Pyro: PyTorch-Based Deep Universal Probabilistic Programming

[+] ineedasername|8 years ago|reply

"Deep" probabilistic? A quick search & it seems the term "Deep Probabilistic" was coined by the package author. Which, hey, nice work and all, but "deep" in this context looks like pure marketing fluff.

Maybe it's not, I'm no longer cutting edge on this stuff-- my grad school days were a decade ago and the day job ::sigh:: doesn't require the more interesting stuff.

But I'm gonna get a bit "get off my lawn" on this one and say that, in my day (woohoo!), neural nets could be deep; they had hidden depths (& layers). Belief networks could be deep, and they were adding depth to learning too; Much of the "deep" stuff today seems to use that word the same way Tide & OxyClean have "deep" cleaning technology in their laundry detergent.

All of which is to say, this is a question from someone in the early stages of cruftiness, meant in good humor, to ask "What makes them there probablistics 'deep' ?" :)

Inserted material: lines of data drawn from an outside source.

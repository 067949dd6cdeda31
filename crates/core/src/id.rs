//! Strongly-typed identifiers.

use core::str::FromStr;
use serde::{Deserialize, Serialize};
use uuid::Uuid;

use crate::error::DomainError;

/// Authenticated subject identity as issued by the identity provider.
///
/// The same value keys the user's profile record.
#[derive(Debug, Copy, Clone, PartialEq, Eq, Hash, Serialize, Deserialize)]
#[serde(transparent)]
pub struct UserId(Uuid);

impl UserId {
    /// Create a new identifier.
    ///
    /// Uses UUIDv7 (time-ordered). Real identities come from the provider; this
    /// is mostly useful in tests and in-memory adapters.
    pub fn new() -> Self {
        Self(Uuid::now_v7())
    }

    pub fn from_uuid(uuid: Uuid) -> Self {
        Self(uuid)
    }

    pub fn as_uuid(&self) -> &Uuid {
        &self.0
    }
}

impl Default for UserId {
    fn default() -> Self {
        Self::new()
    }
}

impl core::fmt::Display for UserId {
    fn fmt(&self, f: &mut core::fmt::Formatter<'_>) -> core::fmt::Result {
        core::fmt::Display::fmt(&self.0, f)
    }
}

impl From<Uuid> for UserId {
    fn from(value: Uuid) -> Self {
        Self(value)
    }
}

impl From<UserId> for Uuid {
    fn from(value: UserId) -> Self {
        value.0
    }
}

impl FromStr for UserId {
    type Err = DomainError;

    fn from_str(s: &str) -> Result<Self, Self::Err> {
        let uuid =
            Uuid::from_str(s).map_err(|e| DomainError::invalid_id(format!("UserId: {}", e)))?;
        Ok(Self(uuid))
    }
}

[+] mendeza|8 years ago|reply

I think the goal is to incorporate modeling uncertainty and utilizing powerful bayesian inference techniques with deep learning. I understand the terminology sounds gimmicky, but the techniques are very useful and used in current research. An example of research of utilizing probabilistic inference with deep learning is trying model the uncertainty of CNN by approximating the uncertainty distribution of weights in dropout layers. If interested, google work done by Alex Kendall and Yarin Gal.

[+] fritzo|8 years ago|reply

Deep Probabilistic Programming

Dustin Tran, Matthew D. Hoffman, Rif A. Saurous, Eugene Brevdo, Kevin Murphy, David M. Blei

https://arxiv.org/abs/1701.03757

[+] juxtaposicion|8 years ago|reply

How does this compare to Edward, PyMC, Stan, et al? Is the primary distinction due to PyTorch’s imperative, dynamic programming?

[+] fritzo|8 years ago|reply

Edward: like Edward, Pyro is a deep probabilistic programming language that focuses on variational inference but supports composable inference algorithms. Pyro aims to be more dynamic (by using PyTorch) and universal (allowing recursion).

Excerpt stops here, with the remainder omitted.